VA homeowners may be targets: Defend against predatory VA cash-out refinance offers

On December 20, 2018, the federal government created some protective guidelines for homeowners. These safety measures concern the VA cash-out refinance. And this article will show you what your protections are and how to avoid predators.

Click to see your VA loan eligibility (Jan 22nd, 2019)

Would you pay $14,000 to borrow $20,000?

VA home loans are very popular — with mortgage lenders. Lenders love VA loans and veterans, even those with low income and not-so-great credit. They face relatively little risk because the loans are insured by a borrower-paid funding fee, which covers lender losses if the homeowner can’t keep up the mortgage payments.

And this lack of risk incentives some lender to make deals that are terrible for borrowers — deals that cost more then the cash they deliver.

An article in mortgage industry publication Mortgage News Daily detailed how one borrower did exactly that. And according to Prashant Gopal, the U.S. real estate reporter with Bloomberg News, this is not a rare occurrence.

How does this happen?

Why are the loan and third party (like title and appraisal fees) charges so high compared to the amount of cash the veteran receives? Because those fees apply to the entire refinance amount, not just the cash out. Suppose you have a $300,000 home, owe $275,000 and want $10,000 cash. The fees are based on $285,000. They could easily exceed the amount of cash you get. And push the loan amount to the full $300,000 home value if wrapped into the loan.

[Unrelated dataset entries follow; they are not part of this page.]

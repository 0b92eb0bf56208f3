//! CLI argument definitions.

use std::path::PathBuf;

use clap::{Args, Parser, Subcommand};

use kiteauth_http::{DEFAULT_API_URL, DEFAULT_LOGIN_URL};

use crate::commands::{login, logout, request, status, totp};

/// Kite Connect login and authenticated request tool.
///
/// Credentials are read from the environment (`API_KEY`, `API_SECRET`,
/// `USER_ID`, `PASSWORD`, `TOTP_SECRET`, `REDIRECT_URI`), optionally with a
/// common prefix. A `.env` file in the working directory is loaded first.
#[derive(Parser, Debug)]
#[command(name = "kiteauth")]
#[command(author, version = env!("KITEAUTH_VERSION"), about, long_about = None)]
pub struct Cli {
    /// Increase verbosity (-v, -vv, -vvv)
    #[arg(short, long, action = clap::ArgAction::Count, global = true)]
    pub verbose: u8,

    /// Output logs as JSON
    #[arg(long, global = true)]
    pub json_logs: bool,

    #[command(flatten)]
    pub global: GlobalArgs,

    #[command(subcommand)]
    pub command: Commands,
}

/// Options shared by every command.
#[derive(Args, Debug, Clone)]
pub struct GlobalArgs {
    /// Directory holding persisted sessions
    #[arg(long, env = "KITEAUTH_SESSION_DIR", global = true)]
    pub session_dir: Option<PathBuf>,

    /// Base URL of the Kite login host
    #[arg(long, env = "KITEAUTH_LOGIN_URL", default_value = DEFAULT_LOGIN_URL, global = true)]
    pub login_url: String,

    /// Base URL of the Kite Connect API host
    #[arg(long, env = "KITEAUTH_API_URL", default_value = DEFAULT_API_URL, global = true)]
    pub api_url: String,

    /// Prefix for credential variables, e.g. `KITE_` reads `KITE_API_KEY`
    #[arg(long, env = "KITEAUTH_ENV_PREFIX", default_value = "", global = true)]
    pub env_prefix: String,
}

#[derive(Subcommand, Debug)]
pub enum Commands {
    /// Log in, reusing a persisted session when it is still valid
    Login(login::LoginArgs),

    /// Show the persisted session without contacting the broker
    Status(status::StatusArgs),

    /// Send an authenticated request to the Kite Connect API
    Request(request::RequestArgs),

    /// Revoke the access token and forget the persisted session
    Logout(logout::LogoutArgs),

    /// Print the current TOTP code
    Totp(totp::TotpArgs),
}
//! Session manager: the login state machine and authenticated request proxy.
//!
//! ```text
//! idle --initialize()--> logging_in --success--> logged_in
//! logging_in --failure--> error
//! logged_in --session rejected by a proxied request--> error
//! error --initialize()--> logging_in
//! any --logout()--> idle
//! ```
//!
//! Every transition publishes exactly one [`ManagerEvent::StatusChange`].

use std::panic::{self, AssertUnwindSafe};
use std::sync::{Arc, Mutex, MutexGuard, PoisonError};

use futures_util::future::{BoxFuture, FutureExt, Shared};
use tokio::sync::broadcast;
use tracing::{debug, info, instrument, warn};

use crate::state::{LoginState, ManagerEvent, StatusSnapshot};
use crate::traits::{Authenticator, LoginOutcome, RequestMethod};
use crate::{Error, Result, Session};

/// Buffered events per subscriber before the slowest one starts lagging.
const EVENT_CAPACITY: usize = 64;

type InFlight = Shared<BoxFuture<'static, Result<LoginOutcome>>>;

/// Coordinates one [`Authenticator`] for the whole process.
///
/// Construct one at startup and hand clones to every subsystem that needs
/// authenticated access; clones share the same state. Status changes can
/// be observed through [`SessionManager::subscribe`].
///
/// # Example
///
/// ```no_run
/// use kiteauth_core::{Authenticator, RequestMethod, SessionManager};
///
/// # async fn example<A: Authenticator>(authenticator: A) -> kiteauth_core::Result<()> {
/// let manager = SessionManager::new(authenticator);
/// manager.initialize().await?;
///
/// let profile = manager
///     .make_authenticated_request("/user/profile", RequestMethod::Get, None)
///     .await?;
/// println!("{}", profile);
/// # Ok(())
/// # }
/// ```
pub struct SessionManager<A: Authenticator> {
    inner: Arc<ManagerInner<A>>,
}

struct ManagerInner<A> {
    authenticator: A,
    state: Mutex<ManagerState>,
    events: broadcast::Sender<ManagerEvent>,
    in_flight: Mutex<Option<InFlight>>,
}

#[derive(Debug, Default)]
struct ManagerState {
    status: LoginState,
    last_error: Option<String>,
    /// Set once an `initialize()` has succeeded.
    initialized: bool,
}

impl<A: Authenticator> SessionManager<A> {
    /// Create a manager in the `idle` state.
    pub fn new(authenticator: A) -> Self {
        let (events, _) = broadcast::channel(EVENT_CAPACITY);
        Self {
            inner: Arc::new(ManagerInner {
                authenticator,
                state: Mutex::new(ManagerState::default()),
                events,
                in_flight: Mutex::new(None),
            }),
        }
    }

    /// Returns the wrapped authenticator.
    pub fn authenticator(&self) -> &A {
        &self.inner.authenticator
    }

    /// Subscribe to status changes and session updates.
    ///
    /// Only events sent after this call are received.
    pub fn subscribe(&self) -> broadcast::Receiver<ManagerEvent> {
        self.inner.events.subscribe()
    }

    /// Returns the current status. Pure read.
    pub fn get_status(&self) -> StatusSnapshot {
        let is_authenticated = self.inner.authenticator.get_session().is_some();
        let state = self.inner.state();
        StatusSnapshot {
            status: state.status,
            error: state.last_error.clone(),
            is_authenticated,
        }
    }

    /// Returns the current session, if any.
    pub fn get_session(&self) -> Option<Session> {
        self.inner.authenticator.get_session()
    }

    /// Log in, restoring a persisted session when possible.
    ///
    /// Concurrent callers share a single attempt: the handshake runs once and
    /// every caller receives its result. Failures are returned to the caller
    /// and also recorded in the status.
    ///
    /// The returned [`LoginOutcome`] tells a restored session apart from a
    /// fresh login. A panicking authenticator does not wedge the manager; the
    /// next call starts a new attempt.
    pub async fn initialize(&self) -> Result<LoginOutcome> {
        let attempt = {
            let mut slot = self.inner.in_flight.lock().unwrap_or_else(PoisonError::into_inner);
            match slot.as_ref() {
                Some(existing) => {
                    debug!("Joining in-flight login");
                    existing.clone()
                }
                None => {
                    let inner = Arc::clone(&self.inner);
                    let attempt = async move {
                        let result = AssertUnwindSafe(inner.run_initialize())
                            .catch_unwind()
                            .await;
                        inner.clear_in_flight();
                        match result {
                            Ok(result) => result,
                            Err(payload) => panic::resume_unwind(payload),
                        }
                    }
                    .boxed()
                    .shared();
                    *slot = Some(attempt.clone());
                    attempt
                }
            }
        };

        attempt.await
    }

    /// Proxy an authenticated request through the authenticator.
    ///
    /// Fails with [`Error::NotInitialized`] until a login has succeeded. A
    /// rejected session moves the state machine to `error`.
    #[instrument(skip(self, data))]
    pub async fn make_authenticated_request(
        &self,
        endpoint: &str,
        method: RequestMethod,
        data: Option<&serde_json::Value>,
    ) -> Result<serde_json::Value> {
        if !self.inner.state().initialized {
            return Err(Error::NotInitialized);
        }

        let result = self
            .inner
            .authenticator
            .make_authenticated_request(endpoint, method, data)
            .await;

        if let Err(ref err) = result {
            if err.is_session_invalid() && self.inner.state().status == LoginState::LoggedIn {
                warn!(error = %err, "Session rejected by broker");
                self.inner.transition(LoginState::Error, Some(err.to_string()));
            }
        }

        result
    }

    /// End the session and return to `idle`.
    ///
    /// The local session is forgotten even if the broker call fails, and
    /// requests fail with [`Error::NotInitialized`] until the next login.
    #[instrument(skip(self))]
    pub async fn logout(&self) -> Result<()> {
        let result = self.inner.authenticator.logout().await;
        self.inner.state().initialized = false;
        self.inner.transition(LoginState::Idle, None);
        info!("Logged out");
        result
    }
}

impl<A: Authenticator> Clone for SessionManager<A> {
    fn clone(&self) -> Self {
        Self {
            inner: Arc::clone(&self.inner),
        }
    }
}

impl<A: Authenticator> std::fmt::Debug for SessionManager<A> {
    fn fmt(&self, f: &mut std::fmt::Formatter<'_>) -> std::fmt::Result {
        let state = self.inner.state();
        f.debug_struct("SessionManager")
            .field("status", &state.status)
            .field("last_error", &state.last_error)
            .finish()
    }
}

impl<A: Authenticator> ManagerInner<A> {
    fn state(&self) -> MutexGuard<'_, ManagerState> {
        self.state.lock().unwrap_or_else(PoisonError::into_inner)
    }

    fn clear_in_flight(&self) {
        self.in_flight
            .lock()
            .unwrap_or_else(PoisonError::into_inner)
            .take();
    }

    #[instrument(skip(self))]
    async fn run_initialize(&self) -> Result<LoginOutcome> {
        info!("Initializing session");
        self.transition(LoginState::LoggingIn, None);

        match self.authenticator.initialize().await {
            Ok(outcome) => {
                self.state().initialized = true;
                self.transition(LoginState::LoggedIn, None);
                // No receivers is fine.
                let _ = self
                    .events
                    .send(ManagerEvent::SessionUpdate(outcome.session().clone()));
                info!(restored = outcome.is_restored(), "Session ready");
                Ok(outcome)
            }
            Err(err) => {
                warn!(error = %err, "Login failed");
                self.transition(LoginState::Error, Some(err.to_string()));
                Err(err)
            }
        }
    }

    /// Apply a transition and publish the resulting snapshot.
    fn transition(&self, status: LoginState, error: Option<String>) {
        let is_authenticated = self.authenticator.get_session().is_some();

        let mut state = self.state();
        debug!(from = %state.status, to = %status, "Login state transition");
        state.status = status;
        state.last_error = error;

        let snapshot = StatusSnapshot {
            status: state.status,
            error: state.last_error.clone(),
            is_authenticated,
        };
        // Sent under the lock so observers see transitions in order.
        let _ = self.events.send(ManagerEvent::StatusChange(snapshot));
    }
}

And the borrower may not realize what’s happening, because he or she does not have to bring a checkbook to the closing and pay the closing costs out of pocket. The money comes from the home equity built by making payments faithfully every month, and possibly an increase in the property value.

The strippers

Using home equity to cover costs is not inherently evil. The practice can help veterans and other mortgage borrowers afford refinances that are ultimately beneficial. But when a refinance is not in the best interest of the homeowners, draining (stealing) the homeowner’s equity is called “equity stripping” and it’s unethical and often illegal.

These lenders are clever. So don’t just assume that someone who claims you’re getting a “benefit that you earned” and tosses off a “thank you for your service” is really doing you any favors.

New protections for VA cash-out refinance borrowers

To help homeowners avoid being taken in by hustlers, the government does not allow VA cash-out refinances that don’t provide at least one of these eight benefits:

  • Eliminate monthly mortgage insurance, whether public or private monthly guaranty insurance
  • Shorten the repayment term
  • Reduce the interest rate
  • Lower the monthly payment
  • Increase the homeowner’s Residual Income
  • Refinance a construction or rehabilitation loan
  • The new loan is equal to or less than 90 percent of the reasonable value of the
  • Refinance from an adjustable rate mortgage (ARM) to a fixed-rate mortgage

More guidelines

In addition, the new loan must meet a few more guidelines:

  • The loan being refinanced must be at least six months old
  • The borrower must have made at least six monthly payments on the old loan
  • In certain cases, the new loan must generate enough savings monthly to recoup the refinance costs within 36 months

When considering a VA cash-out refinance, be very careful about who you let into your financial life. Be suspicious of unsolicited quotes or promotions. Don’t provide personal identifying information until you have checked out the lender and decided to do business with it. And compare deals between competing lenders.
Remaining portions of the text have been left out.